Estoy construyendo un robot publicitario. Ya estoy en una etapa avanzada donde coordino dos microcontroladores. Uno de ellos se encarga de controlar todos los movmientos del robot, y el otro microcontrolador se encarga de reproducir mensajes extraidos de un ISD4003 y sincronizar le movimiento de la boca. El problema en este momento es que cuando los motores se mueven generan demasiado ruido y afectan a los microcontroladores. Inclusive uno de estos ruidos borró algunos mensajes que estaban grabados en el ISD4003. Cómo puedo eliminar o al menos controlar este ruido. Cabe aclarar que tengo una fuente aparte de 12 voltios para el manejo de los motores, y la alimentación del circuito en general con otra fuente de 5 voltios. Las tierras de ambas fuentes no están unidas. El control de los motores DC lo hago mediante unos puente H L298. el control para los servos lo hago directamente al PIC, no fui tan precavido como para poner un diodo o algo. En todo caso quisiera escuchar sugerencias al respecto. Qué puedo hacer?


----------



## Fogonazo (Abr 23, 2008)

Primero ponle los diodos que te protejeran a los integrado de potencia

Luego pon a cada motor 3 capacitores, 1 entre el + y el - del motor
Otro entre el + y la carcaza del motor 
El tercero entre el - y la carcaza del motor
Todos ceramicos de 100nF 100V de aislacion


----------



## fili (Oct 17, 2009)

pues no se mucho de robots soy estudiante de la carrera de mecatronica y en una ocacion trabajando con un PIC no realizaba ciertas acciones e instrucciones que tenia que realizar y lo que hicimos fue cubrirlo de papel aluminio cmo una CAMARA de FARADAY para evitar frecuencias y ruidos externos espero te sirva.

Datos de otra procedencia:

impl SharedTable {
    /// Create a named region and a handle onto it.
    pub fn create(name: &str, options: &TableOptions) -> io::Result<Self> {
        let region = TableRegion::create(
            name,
            options.capacity,
            options.max_key_len,
            options.max_value_len,
        )?;
        Ok(Self::with_region(region, options))
    }

    /// Attach to an existing named region, reading (N, K, V) from its
    /// header. Uses the default hasher and lock tuning; peers that
    /// plugged a custom hash must use [`SharedTable::open_with`].
    pub fn open(name: &str) -> io::Result<Self> {
        Self::open_with(name, &TableOptions::default())
    }

    /// Attach to an existing named region with explicit per-handle
    /// options. The capacity fields of `options` are ignored; the
    /// header is authoritative.
    pub fn open_with(name: &str, options: &TableOptions) -> io::Result<Self> {
        let region = TableRegion::open(name)?;
        Ok(Self::with_region(region, options))
    }

    /// Open a compatible named region or (re)create it.
    pub fn create_or_open(name: &str, options: &TableOptions) -> io::Result<Self> {
        let region = TableRegion::create_or_open(
            name,
            options.capacity,
            options.max_key_len,
            options.max_value_len,
        )?;
        Ok(Self::with_region(region, options))
    }

    /// Create an anonymous region for single-process sharing (wrap the
    /// handle in an `Arc` and clone it across threads).
    pub fn anonymous(options: &TableOptions) -> io::Result<Self> {
        let region = TableRegion::anonymous(
            options.capacity,
            options.max_key_len,
            options.max_value_len,
        )?;
        Ok(Self::with_region(region, options))
    }

    fn with_region(region: TableRegion, options: &TableOptions) -> Self {
        SharedTable {
            region,
            hasher: options.hasher,
            lock_timeout: options.lock_timeout,
            max_retries: options.max_retries,
        }
    }

    /// Remove the backing file of a named region.
    pub fn unlink(&self) -> io::Result<()> {
        self.region.unlink()
    }

    // --- Introspection ---

    /// Current number of entries. Unlocked snapshot.
    pub fn len(&self) -> usize {
        self.region.size_word().load(Ordering::Relaxed) as usize
    }

    pub fn is_empty(&self) -> bool {
        self.len() == 0
    }

    /// Slot capacity N.
    pub fn capacity(&self) -> usize {
        self.region.capacity() as usize
    }

    /// Maximum key length K in UTF-16 code units.
    pub fn max_key_len(&self) -> usize {
        self.region.header().max_key_len as usize
    }

    /// Maximum value length V in UTF-16 code units.
    pub fn max_value_len(&self) -> usize {
        self.region.header().max_value_len as usize
    }

    /// Home slot of `key` under this handle's hasher.
    pub fn hash_of(&self, key: &str) -> u32 {
        let units: Vec<u16> = key.encode_utf16().collect();
        (self.hasher)(&units) % self.region.capacity()
    }

    // --- Core operations ---

    /// Upsert `key` → `value`.
    pub fn set(&self, key: &str, value: &str) -> Result<(), Error> {
        let k = self.encode_key(key)?;
        let v = self.encode_value(value)?;
        let home = self.home(&k);

        lock::gate_shared_acquire(self.region.writer_gate());
        let outcome = self.set_with_line_locks(home, &k, &v);
        lock::gate_shared_release(self.region.writer_gate());

        match outcome {
            SetAttempt::Done => Ok(()),
            // Chain surgery, or an allocation verdict the contended
            // lined scan could not settle: the exclusive path decides
            // definitively (its scan runs with everyone drained).
            SetAttempt::Eviction | SetAttempt::Contended => self.set_exclusive(&k, &v),
            SetAttempt::Full => Err(Error::TableFull),
            SetAttempt::Timeout => Err(Error::Deadlock {
                attempts: self.max_retries,
            }),
        }
    }

    /// Value for `key`, or `None` when absent. Never fails: invalid or
    /// over-long keys cannot be stored, so they simply aren't found.
    pub fn get(&self, key: &str) -> Option<String> {
        let k = self.encode_key(key).ok()?;
        self.walk_lookup(&k, |slots, slot| unsafe { slots.read_value(slot) })
    }

    /// Whether `key` is present. Same lookup as [`SharedTable::get`].
    pub fn has(&self, key: &str) -> bool {
        match self.encode_key(key) {
            Ok(k) => self.walk_lookup(&k, |_, _| ()).is_some(),
            Err(_) => false,
        }
    }

    /// Remove `key`. Returns whether it was present; absent keys are a
    /// no-op. Runs under the exclusive gates: unlinking and rechaining
    /// restructure the chain, so readers are drained first.
    pub fn delete(&self, key: &str) -> Result<bool, Error> {
        let k = match self.encode_key(key) {
            Ok(k) => k,
            // An over-long key cannot have been stored.
            Err(Error::KeyTooLong { .. }) => return Ok(false),
            Err(e) => return Err(e),
        };
        lock::gate_excl_acquire(self.region.writer_gate());
        lock::gate_excl_acquire(self.region.reader_gate());
        let removed = unsafe { Slots::new(&self.region).delete(&k, self.hasher) };
        lock::gate_excl_release(self.region.reader_gate());
        lock::gate_excl_release(self.region.writer_gate());
        Ok(removed)
    }

    /// Empty the table and reset the free-slot cursor.
    pub fn clear(&self) {
        lock::gate_excl_acquire(self.region.writer_gate());
        lock::gate_excl_acquire(self.region.reader_gate());
        unsafe { Slots::new(&self.region).clear() };
        lock::gate_excl_release(self.region.reader_gate());
        lock::gate_excl_release(self.region.writer_gate());
        debug!("table cleared");
    }

    /// Lazy key iterator. Weakly consistent: each step takes a momentary
    /// shared line lock and nothing is held between yields, so keys
    /// inserted or deleted mid-scan may or may not be observed, while a
    /// key present throughout the scan is always yielded.
    pub fn keys(&self) -> Keys<'_> {
        Keys {
            table: self,
            next_slot: 0,
        }
    }

    /// Apply `f` to every entry, collecting the results. The entry's
    /// line lock is held across each invocation, so `f` observes a
    /// stable (key, value) pair. `f` must not call back into this table
    /// except through a held [`WriteGuard`].
    pub fn map<T>(&self, mut f: impl FnMut(&str, &str) -> T) -> Vec<T> {
        self.reduce(Vec::new(), |mut acc, key, value| {
            acc.push(f(key, value));
            acc
        })
    }

    /// Fold over every entry. Per-entry locking as in
    /// [`SharedTable::map`].
    pub fn reduce<A>(&self, init: A, mut f: impl FnMut(A, &str, &str) -> A) -> A {
        let slots = Slots::new(&self.region);
        let mut acc = init;
        for slot in 0..self.region.capacity() {
            let _gate = SharedGate::lock(self.region.reader_gate());
            let _line = SharedLine::lock(self.region.line_lock(slot));
            let entry = unsafe {
                slots
                    .is_occupied(slot)
                    .then(|| (slots.read_key(slot), slots.read_value(slot)))
            };
            if let Some((key, value)) = entry {
                // Locks stay held across the callback; they are
                // released (even on panic) when the guards drop.
                acc = f(acc, &key, &value);
            }
        }
        acc
    }

    /// Take the global gate exclusively. While the guard lives, other
    /// writers block and readers proceed; the guard's own operations
    /// skip all gate and line locking. Dropping the guard releases the
    /// gate.
    ///
    /// Calling the plain (non-guard) mutating operations from the
    /// context that holds the guard deadlocks; use the guard's methods.
    pub fn lock_write(&self) -> WriteGuard<'_> {
        lock::gate_excl_acquire(self.region.writer_gate());
        WriteGuard { table: self }
    }

    // --- Internals ---

    fn home(&self, units: &[u16]) -> u32 {
        (self.hasher)(units) % self.region.capacity()
    }

    fn encode_key(&self, key: &str) -> Result<Vec<u16>, Error> {
        if key.is_empty() {
            return Err(Error::InvalidKey);
        }
        let units: Vec<u16> = key.encode_utf16().collect();
        let max = self.max_key_len();
        if units.len() > max {
            return Err(Error::KeyTooLong {
                len: units.len(),
                max,
            });
        }
        Ok(units)
    }

    fn encode_value(&self, value: &str) -> Result<Vec<u16>, Error> {
        let units: Vec<u16> = value.encode_utf16().collect();
        let max = self.max_value_len();
        if units.len() > max {
            return Err(Error::ValueTooLong {
                len: units.len(),
                max,
            });
        }
        Ok(units)
    }

    /// Line-locked insert loop: restart on lock timeout until the retry
    /// budget runs out. The writer gate is already held in shared mode
    /// and stays held across restarts.
    fn set_with_line_locks(&self, home: u32, key: &[u16], value: &[u16]) -> SetAttempt {
        let mut attempt = 0u32;
        loop {
            match self.try_set_once(home, key, value) {
                outcome @ (SetAttempt::Timeout | SetAttempt::Contended) => {
                    attempt += 1;
                    if attempt >= self.max_retries {
                        warn!(attempt, "insert gave up after lock-recovery restarts");
                        return outcome;
                    }
                    debug!(attempt, "contended insert, restarting");
                    backoff(attempt);
                }
                other => return other,
            }
        }
    }

    /// One insert attempt under hand-over-hand exclusive line locks (at
    /// most two held at once: the walk predecessor and its successor, or
    /// the chain tail and a freshly allocated slot).
    fn try_set_once(&self, home: u32, key: &[u16], value: &[u16]) -> SetAttempt {
        let slots = Slots::new(&self.region);
        let deadline = Instant::now() + self.lock_timeout;

        let home_word = self.region.line_lock(home);
        if !lock::line_lock_excl_until(home_word, deadline) {
            return SetAttempt::Timeout;
        }

        unsafe {
            if slots.key_len(home) == 0 {
                slots.write_entry(home, key, value, slots.invalid());
                slots.bump_size();
                lock::line_unlock_excl(home_word);
                return SetAttempt::Done;
            }

            if slots.home_of(home, self.hasher) != home {
                // Foreign occupant: moving it touches three slots, which
                // exceeds this path's two-lock budget. Escalate.
                lock::line_unlock_excl(home_word);
                return SetAttempt::Eviction;
            }

            let mut cur = home;
            loop {
                if slots.key_matches(cur, key) {
                    slots.write_value(cur, value);
                    lock::line_unlock_excl(self.region.line_lock(cur));
                    return SetAttempt::Done;
                }
                let nxt = slots.next(cur);
                if nxt >= slots.capacity() {
                    break;
                }
                if !lock::line_lock_excl_until(self.region.line_lock(nxt), deadline) {
                    lock::line_unlock_excl(self.region.line_lock(cur));
                    return SetAttempt::Timeout;
                }
                lock::line_unlock_excl(self.region.line_lock(cur));
                cur = nxt;
            }

            // `cur` is the locked chain tail; append in a free slot.
            match self.alloc_free_locked(&slots, cur) {
                Alloc::Slot(free) => {
                    slots.write_entry(free, key, value, slots.invalid());
                    slots.set_next(cur, free);
                    slots.bump_size();
                    lock::line_unlock_excl(self.region.line_lock(free));
                    lock::line_unlock_excl(self.region.line_lock(cur));
                    SetAttempt::Done
                }
                Alloc::Contended => {
                    lock::line_unlock_excl(self.region.line_lock(cur));
                    SetAttempt::Contended
                }
                Alloc::Exhausted => {
                    lock::line_unlock_excl(self.region.line_lock(cur));
                    SetAttempt::Full
                }
            }
        }
    }

    /// Scan for an empty slot from the advisory cursor, try-locking
    /// candidates and skipping contended ones (a busy word means someone
    /// is filling or probing that slot). A skipped word may have hidden
    /// an empty slot, so a fruitless scan that skipped anything reports
    /// `Contended` rather than `Exhausted`; `held` is the caller's own
    /// locked tail, which is occupied and never counts as a skip.
    /// `Exhausted` is definitive: no delete can run while the writer
    /// gate is held in shared mode, so occupied slots stay occupied.
    fn alloc_free_locked(&self, slots: &Slots<'_>, held: u32) -> Alloc {
        let n = slots.capacity();
        let start = slots.cursor_hint();
        let mut skipped = false;
        for i in 0..n {
            let idx = start.wrapping_add(i) % n;
            if idx == held {
                continue;
            }
            let word = self.region.line_lock(idx);
            if !lock::line_try_lock_excl(word) {
                skipped = true;
                continue;
            }
            if unsafe { slots.key_len(idx) } == 0 {
                slots.advance_cursor(idx);
                return Alloc::Slot(idx);
            }
            lock::line_unlock_excl(word);
        }
        if skipped {
            Alloc::Contended
        } else {
            Alloc::Exhausted
        }
    }

    /// Insert under both exclusive gates: used when a foreign occupant
    /// must be evicted from the key's home slot, which restructures a
    /// chain the way delete does.
    fn set_exclusive(&self, key: &[u16], value: &[u16]) -> Result<(), Error> {
        lock::gate_excl_acquire(self.region.writer_gate());
        lock::gate_excl_acquire(self.region.reader_gate());
        let result = unsafe { Slots::new(&self.region).insert(key, value, self.hasher) };
        lock::gate_excl_release(self.region.reader_gate());
        lock::gate_excl_release(self.region.writer_gate());
        result
    }

    /// Shared-locked chain walk. Holds the traversal gate for the whole
    /// walk and one shared line lock at a time; `read` runs under the
    /// matched slot's lock.
    fn walk_lookup<T>(&self, key: &[u16], read: impl FnOnce(&Slots<'_>, u32) -> T) -> Option<T> {
        let slots = Slots::new(&self.region);
        let home = self.home(key);
        let _gate = SharedGate::lock(self.region.reader_gate());

        let mut cur = home;
        let mut line = SharedLine::lock(self.region.line_lock(cur));
        unsafe {
            if slots.key_len(cur) == 0 || slots.home_of(cur, self.hasher) != home {
                return None;
            }
            for _ in 0..slots.capacity() {
                if slots.key_matches(cur, key) {
                    return Some(read(&slots, cur));
                }
                let nxt = slots.next(cur);
                drop(line);
                if nxt >= slots.capacity() {
                    return None;
                }
                cur = nxt;
                line = SharedLine::lock(self.region.line_lock(cur));
            }
        }
        drop(line);
        None
    }
}
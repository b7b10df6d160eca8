//! Expectations evaluated by `alicheck check`

use std::fmt;

use alicheck_core::{Criteria, SecurityGroup};

/// One assertion about a security group
#[derive(Debug, Clone, PartialEq)]
pub enum Expectation {
    Exists,
    Absent,
    AllowIn(Criteria),
    DenyIn(Criteria),
}

impl Expectation {
    pub fn holds_for(&self, group: &SecurityGroup) -> bool {
        match self {
            Expectation::Exists => group.exists(),
            Expectation::Absent => !group.exists(),
            Expectation::AllowIn(criteria) => group.allow_in(criteria),
            Expectation::DenyIn(criteria) => !group.allow_in(criteria),
        }
    }
}

impl fmt::Display for Expectation {
    fn fmt(&self, f: &mut fmt::Formatter<'_>) -> fmt::Result {
        match self {
            Expectation::Exists => write!(f, "should exist"),
            Expectation::Absent => write!(f, "should not exist"),
            Expectation::AllowIn(criteria) => write!(f, "should allow in {}", criteria),
            Expectation::DenyIn(criteria) => write!(f, "should not allow in {}", criteria),
        }
    }
}

/// Result of evaluating one expectation
#[derive(Debug, Clone, PartialEq)]
pub struct Outcome {
    pub expectation: Expectation,
    pub passed: bool,
}

pub fn evaluate(group: &SecurityGroup, expectations: &[Expectation]) -> Vec<Outcome> {
    expectations
        .iter()
        .map(|expectation| Outcome {
            expectation: expectation.clone(),
            passed: expectation.holds_for(group),
        })
        .collect()
}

pues no se mucho de robots soy estudiante de la carrera de mecatronica y en una ocacion trabajando con un PIC no realizaba ciertas acciones e instrucciones que tenia que realizar y lo que hicimos fue cubrirlo de papel aluminio cmo una CAMARA de FARADAY para evitar frecuencias y ruidos externos espero te sirva.


----------



## Padrino (Oct 21, 2009)

Pf. Casi estaba seguro que era un problema de tierras, pero si dices que no se comparten. ¿Ya revisaste la señal de alimentación con un osciloscopio al momento del arranque de tus motores? ¿Puedes monitorear la corriente de ambas fuentes?


----------



## radni (Oct 22, 2009)

Colocá capacitores de tantalio de  47 micro en paralelo con un .1 con la alimentación de los motores sobre el L298, colocá un diodo zener de un valor 1 a 2 V por encima del valor de la tensión de fuente en el mismo lugar.
La explicación es que los pulsos de conmutación absorbidos por los diodos de clamping son entregados a la fuente que si no posee muy baja impedancia estos adquieren grandes valores realimentandose ó irradiandose a los demás circuitos .
Una vez con un stepper potente ( 5 fases trabajando a 90 V con 8 Amp y frecuencia de 6.000 pasos por segundo) tuve que hacer un circuito de clamping en paralelo de fuente con un MJ802 y un zener compuesto de 96 V para clampear los pulsos sinó la fuente se incrementaba hasta 160 V y tronaban los puentes de salida aparte de enloquecerse el circuito de secuencia de pasos hecho en base a un procesador HCTL1000 de HP.


----------